**What you should do:** Exactly as written, copy the lines of the data below from the first through the one containing "for base32 operations.".

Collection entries
◆ ◆ ◆

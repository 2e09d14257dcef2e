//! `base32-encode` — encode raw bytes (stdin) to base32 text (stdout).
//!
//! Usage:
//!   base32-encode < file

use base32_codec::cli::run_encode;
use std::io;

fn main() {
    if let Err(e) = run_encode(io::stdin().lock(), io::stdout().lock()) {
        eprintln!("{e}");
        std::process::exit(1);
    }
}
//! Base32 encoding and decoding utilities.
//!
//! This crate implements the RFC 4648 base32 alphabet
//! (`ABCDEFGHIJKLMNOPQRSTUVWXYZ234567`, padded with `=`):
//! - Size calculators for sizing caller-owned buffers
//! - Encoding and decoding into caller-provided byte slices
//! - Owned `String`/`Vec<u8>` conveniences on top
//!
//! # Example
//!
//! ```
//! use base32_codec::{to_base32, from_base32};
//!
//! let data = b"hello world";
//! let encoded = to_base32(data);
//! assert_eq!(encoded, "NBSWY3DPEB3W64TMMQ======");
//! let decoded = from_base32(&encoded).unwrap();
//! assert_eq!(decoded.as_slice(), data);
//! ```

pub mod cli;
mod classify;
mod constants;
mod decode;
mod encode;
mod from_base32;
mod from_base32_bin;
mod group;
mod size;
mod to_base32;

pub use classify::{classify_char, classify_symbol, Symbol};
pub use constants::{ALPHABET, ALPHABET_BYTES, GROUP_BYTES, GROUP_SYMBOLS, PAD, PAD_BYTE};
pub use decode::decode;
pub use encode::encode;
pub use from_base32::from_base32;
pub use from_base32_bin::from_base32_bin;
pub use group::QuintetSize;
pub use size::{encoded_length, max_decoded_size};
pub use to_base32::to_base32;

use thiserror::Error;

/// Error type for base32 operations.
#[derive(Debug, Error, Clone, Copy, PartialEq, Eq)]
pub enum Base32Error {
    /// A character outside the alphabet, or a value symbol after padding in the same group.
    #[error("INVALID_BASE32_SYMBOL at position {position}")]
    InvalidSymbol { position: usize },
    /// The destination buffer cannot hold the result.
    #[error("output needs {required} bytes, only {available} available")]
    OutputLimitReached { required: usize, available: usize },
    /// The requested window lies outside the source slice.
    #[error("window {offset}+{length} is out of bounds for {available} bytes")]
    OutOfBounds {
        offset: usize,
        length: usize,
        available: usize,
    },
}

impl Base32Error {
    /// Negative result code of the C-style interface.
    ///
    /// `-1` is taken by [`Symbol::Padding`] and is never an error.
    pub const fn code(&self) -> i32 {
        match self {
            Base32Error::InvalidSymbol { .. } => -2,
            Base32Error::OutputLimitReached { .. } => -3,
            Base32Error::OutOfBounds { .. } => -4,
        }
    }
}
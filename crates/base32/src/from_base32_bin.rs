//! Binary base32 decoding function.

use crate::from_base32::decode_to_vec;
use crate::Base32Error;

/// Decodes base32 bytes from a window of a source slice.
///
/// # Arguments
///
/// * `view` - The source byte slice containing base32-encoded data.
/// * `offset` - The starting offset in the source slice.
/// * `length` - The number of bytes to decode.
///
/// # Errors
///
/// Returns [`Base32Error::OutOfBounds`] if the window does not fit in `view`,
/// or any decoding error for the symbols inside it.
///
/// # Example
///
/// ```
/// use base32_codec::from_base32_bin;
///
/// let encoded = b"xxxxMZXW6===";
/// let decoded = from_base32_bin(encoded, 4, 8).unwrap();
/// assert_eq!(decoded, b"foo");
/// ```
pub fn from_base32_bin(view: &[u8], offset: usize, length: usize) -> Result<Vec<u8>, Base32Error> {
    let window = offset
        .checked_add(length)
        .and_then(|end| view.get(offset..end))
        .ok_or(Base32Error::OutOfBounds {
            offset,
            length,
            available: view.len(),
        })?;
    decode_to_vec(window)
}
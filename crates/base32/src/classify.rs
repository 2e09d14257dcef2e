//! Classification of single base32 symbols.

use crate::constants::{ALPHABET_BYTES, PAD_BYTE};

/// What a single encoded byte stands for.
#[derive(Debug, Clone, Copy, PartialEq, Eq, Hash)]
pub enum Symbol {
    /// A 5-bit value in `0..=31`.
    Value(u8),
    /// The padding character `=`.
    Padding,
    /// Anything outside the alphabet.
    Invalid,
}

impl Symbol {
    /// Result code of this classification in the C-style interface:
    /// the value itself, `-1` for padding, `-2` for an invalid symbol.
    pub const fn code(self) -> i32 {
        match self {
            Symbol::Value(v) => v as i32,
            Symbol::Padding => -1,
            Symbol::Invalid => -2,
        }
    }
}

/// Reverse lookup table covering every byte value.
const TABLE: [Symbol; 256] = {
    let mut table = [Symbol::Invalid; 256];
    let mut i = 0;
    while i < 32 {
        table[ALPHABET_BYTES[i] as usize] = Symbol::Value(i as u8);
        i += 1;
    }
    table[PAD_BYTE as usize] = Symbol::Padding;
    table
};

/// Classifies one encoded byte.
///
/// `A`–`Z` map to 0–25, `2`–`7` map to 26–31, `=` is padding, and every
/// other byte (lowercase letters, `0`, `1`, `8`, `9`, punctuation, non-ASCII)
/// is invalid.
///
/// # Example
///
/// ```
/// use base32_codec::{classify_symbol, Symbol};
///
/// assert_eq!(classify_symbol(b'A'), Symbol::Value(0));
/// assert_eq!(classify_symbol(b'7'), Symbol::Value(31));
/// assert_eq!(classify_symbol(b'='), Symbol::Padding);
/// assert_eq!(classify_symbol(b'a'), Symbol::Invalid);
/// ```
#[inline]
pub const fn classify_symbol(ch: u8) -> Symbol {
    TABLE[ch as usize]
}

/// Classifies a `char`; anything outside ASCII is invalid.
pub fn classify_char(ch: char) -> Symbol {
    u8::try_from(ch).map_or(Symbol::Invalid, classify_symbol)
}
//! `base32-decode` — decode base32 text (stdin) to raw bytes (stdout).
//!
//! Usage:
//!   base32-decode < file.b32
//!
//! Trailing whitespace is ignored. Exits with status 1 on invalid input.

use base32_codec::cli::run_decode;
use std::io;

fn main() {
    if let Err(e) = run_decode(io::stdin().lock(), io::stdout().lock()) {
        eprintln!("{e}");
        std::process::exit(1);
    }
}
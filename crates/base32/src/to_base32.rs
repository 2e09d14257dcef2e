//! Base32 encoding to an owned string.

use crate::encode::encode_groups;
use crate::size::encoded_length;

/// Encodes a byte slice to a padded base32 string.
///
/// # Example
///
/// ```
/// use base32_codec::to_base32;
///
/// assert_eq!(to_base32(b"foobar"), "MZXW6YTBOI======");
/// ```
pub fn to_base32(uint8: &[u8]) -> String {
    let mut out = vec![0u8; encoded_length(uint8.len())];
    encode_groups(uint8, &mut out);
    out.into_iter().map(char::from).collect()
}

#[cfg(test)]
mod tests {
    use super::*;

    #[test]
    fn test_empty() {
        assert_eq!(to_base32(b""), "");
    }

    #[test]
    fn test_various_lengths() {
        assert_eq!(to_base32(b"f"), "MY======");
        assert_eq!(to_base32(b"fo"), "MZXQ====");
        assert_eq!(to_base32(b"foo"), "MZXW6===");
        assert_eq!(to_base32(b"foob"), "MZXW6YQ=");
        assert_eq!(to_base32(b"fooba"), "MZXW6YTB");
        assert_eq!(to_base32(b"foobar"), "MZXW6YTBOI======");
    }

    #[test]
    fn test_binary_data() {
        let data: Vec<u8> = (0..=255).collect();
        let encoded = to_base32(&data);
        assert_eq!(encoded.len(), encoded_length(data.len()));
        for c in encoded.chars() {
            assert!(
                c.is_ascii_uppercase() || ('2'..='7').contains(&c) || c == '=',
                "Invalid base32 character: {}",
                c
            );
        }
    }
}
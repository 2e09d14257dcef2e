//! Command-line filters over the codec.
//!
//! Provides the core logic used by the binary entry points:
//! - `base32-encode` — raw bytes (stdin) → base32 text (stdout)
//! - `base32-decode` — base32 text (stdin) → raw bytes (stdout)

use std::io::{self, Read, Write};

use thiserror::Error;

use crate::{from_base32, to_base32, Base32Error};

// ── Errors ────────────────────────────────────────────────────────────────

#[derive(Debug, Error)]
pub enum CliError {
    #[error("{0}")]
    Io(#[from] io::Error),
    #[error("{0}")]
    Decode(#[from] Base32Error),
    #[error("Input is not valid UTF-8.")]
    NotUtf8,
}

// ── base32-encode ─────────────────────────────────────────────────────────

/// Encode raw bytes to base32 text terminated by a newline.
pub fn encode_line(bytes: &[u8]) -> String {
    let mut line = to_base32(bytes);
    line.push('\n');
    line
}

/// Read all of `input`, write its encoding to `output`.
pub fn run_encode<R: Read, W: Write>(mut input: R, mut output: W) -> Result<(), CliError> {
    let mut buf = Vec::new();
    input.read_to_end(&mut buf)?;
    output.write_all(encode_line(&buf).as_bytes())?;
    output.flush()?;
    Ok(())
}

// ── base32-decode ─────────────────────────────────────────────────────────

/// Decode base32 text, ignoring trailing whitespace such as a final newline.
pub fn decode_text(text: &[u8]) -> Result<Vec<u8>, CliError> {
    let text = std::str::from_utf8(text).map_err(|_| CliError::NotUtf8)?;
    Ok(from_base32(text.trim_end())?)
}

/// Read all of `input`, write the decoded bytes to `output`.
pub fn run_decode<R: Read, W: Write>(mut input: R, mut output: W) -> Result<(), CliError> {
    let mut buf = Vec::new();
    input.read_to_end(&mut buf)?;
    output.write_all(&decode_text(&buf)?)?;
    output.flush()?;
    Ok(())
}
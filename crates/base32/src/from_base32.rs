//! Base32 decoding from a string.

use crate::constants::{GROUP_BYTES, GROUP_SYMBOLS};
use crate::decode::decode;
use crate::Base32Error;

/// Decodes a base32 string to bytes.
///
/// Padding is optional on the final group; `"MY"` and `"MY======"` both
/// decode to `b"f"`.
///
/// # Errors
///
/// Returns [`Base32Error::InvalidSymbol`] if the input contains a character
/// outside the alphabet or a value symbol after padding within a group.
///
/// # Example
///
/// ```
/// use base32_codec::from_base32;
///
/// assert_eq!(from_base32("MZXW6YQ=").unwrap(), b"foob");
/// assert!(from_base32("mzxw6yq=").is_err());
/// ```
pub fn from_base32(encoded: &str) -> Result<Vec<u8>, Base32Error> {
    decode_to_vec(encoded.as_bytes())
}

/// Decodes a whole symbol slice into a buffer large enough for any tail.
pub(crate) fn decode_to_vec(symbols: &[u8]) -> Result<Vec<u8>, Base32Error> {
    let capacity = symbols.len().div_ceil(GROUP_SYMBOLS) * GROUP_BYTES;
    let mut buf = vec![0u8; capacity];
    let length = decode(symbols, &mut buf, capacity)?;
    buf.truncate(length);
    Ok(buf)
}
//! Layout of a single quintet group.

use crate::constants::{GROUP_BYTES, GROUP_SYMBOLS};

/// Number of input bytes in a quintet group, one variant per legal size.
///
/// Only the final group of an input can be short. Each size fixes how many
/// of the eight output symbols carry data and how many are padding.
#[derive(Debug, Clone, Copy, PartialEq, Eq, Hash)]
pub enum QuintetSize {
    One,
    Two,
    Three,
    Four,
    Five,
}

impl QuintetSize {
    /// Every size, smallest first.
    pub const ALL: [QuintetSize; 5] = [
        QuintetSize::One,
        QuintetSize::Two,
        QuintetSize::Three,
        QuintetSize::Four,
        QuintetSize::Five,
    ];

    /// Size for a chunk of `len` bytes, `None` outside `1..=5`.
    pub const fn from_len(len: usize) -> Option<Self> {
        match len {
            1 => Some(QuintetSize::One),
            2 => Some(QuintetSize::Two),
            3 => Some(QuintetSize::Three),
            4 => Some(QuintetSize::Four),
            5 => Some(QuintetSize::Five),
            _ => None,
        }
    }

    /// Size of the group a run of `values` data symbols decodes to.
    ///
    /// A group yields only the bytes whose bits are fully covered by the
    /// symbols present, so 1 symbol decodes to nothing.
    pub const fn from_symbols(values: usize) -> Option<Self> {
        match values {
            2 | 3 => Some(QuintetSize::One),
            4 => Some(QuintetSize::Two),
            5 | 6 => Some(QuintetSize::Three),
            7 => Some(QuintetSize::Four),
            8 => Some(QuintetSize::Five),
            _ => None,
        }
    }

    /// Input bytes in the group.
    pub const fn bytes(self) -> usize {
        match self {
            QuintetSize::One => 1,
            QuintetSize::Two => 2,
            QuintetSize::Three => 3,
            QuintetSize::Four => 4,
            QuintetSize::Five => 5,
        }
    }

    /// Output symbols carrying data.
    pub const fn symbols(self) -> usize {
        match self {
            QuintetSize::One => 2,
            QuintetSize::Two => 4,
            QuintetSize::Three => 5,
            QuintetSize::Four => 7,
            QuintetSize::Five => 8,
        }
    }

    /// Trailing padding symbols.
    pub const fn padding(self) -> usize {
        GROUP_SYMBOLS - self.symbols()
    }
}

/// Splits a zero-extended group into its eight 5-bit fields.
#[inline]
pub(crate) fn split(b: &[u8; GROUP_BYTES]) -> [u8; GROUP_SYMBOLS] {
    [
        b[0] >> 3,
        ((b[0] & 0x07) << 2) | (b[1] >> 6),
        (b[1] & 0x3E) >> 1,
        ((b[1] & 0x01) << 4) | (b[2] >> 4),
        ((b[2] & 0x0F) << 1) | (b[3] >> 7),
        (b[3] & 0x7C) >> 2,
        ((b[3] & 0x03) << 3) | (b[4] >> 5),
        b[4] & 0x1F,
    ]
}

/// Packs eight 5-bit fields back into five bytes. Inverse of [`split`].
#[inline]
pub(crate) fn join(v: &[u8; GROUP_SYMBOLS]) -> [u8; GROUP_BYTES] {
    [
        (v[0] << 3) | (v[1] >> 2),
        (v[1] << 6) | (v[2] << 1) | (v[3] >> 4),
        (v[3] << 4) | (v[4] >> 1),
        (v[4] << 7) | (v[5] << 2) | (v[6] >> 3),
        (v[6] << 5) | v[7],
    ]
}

◆ ◆ ◆

**Finished task:**
repository 2e09d14257dcef2e
//! `base32-encode` — encode raw bytes (stdin) to base32 text (stdout).
//!
//! Usage:
//!   base32-encode < file

use base32_codec::cli::run_encode;
use std::io;

fn main() {
    if let Err(e) = run_encode(io::stdin().lock(), io::stdout().lock()) {
        eprintln!("{e}");
        std::process::exit(1);
    }
}
//! Base32 encoding and decoding utilities.
//!
//! This crate implements the RFC 4648 base32 alphabet
//! (`ABCDEFGHIJKLMNOPQRSTUVWXYZ234567`, padded with `=`):
//! - Size calculators for sizing caller-owned buffers
//! - Encoding and decoding into caller-provided byte slices
//! - Owned `String`/`Vec<u8>` conveniences on top
//!
//! # Example
//!
//! ```
//! use base32_codec::{to_base32, from_base32};
//!
//! let data = b"hello world";
//! let encoded = to_base32(data);
//! assert_eq!(encoded, "NBSWY3DPEB3W64TMMQ======");
//! let decoded = from_base32(&encoded).unwrap();
//! assert_eq!(decoded.as_slice(), data);
//! ```

pub mod cli;
mod classify;
mod constants;
mod decode;
mod encode;
mod from_base32;
mod from_base32_bin;
mod group;
mod size;
mod to_base32;

pub use classify::{classify_char, classify_symbol, Symbol};
pub use constants::{ALPHABET, ALPHABET_BYTES, GROUP_BYTES, GROUP_SYMBOLS, PAD, PAD_BYTE};
pub use decode::decode;
pub use encode::encode;
pub use from_base32::from_base32;
pub use from_base32_bin::from_base32_bin;
pub use group::QuintetSize;
pub use size::{encoded_length, max_decoded_size};
pub use to_base32::to_base32;

use thiserror::Error;

/// Error type for base32 operations.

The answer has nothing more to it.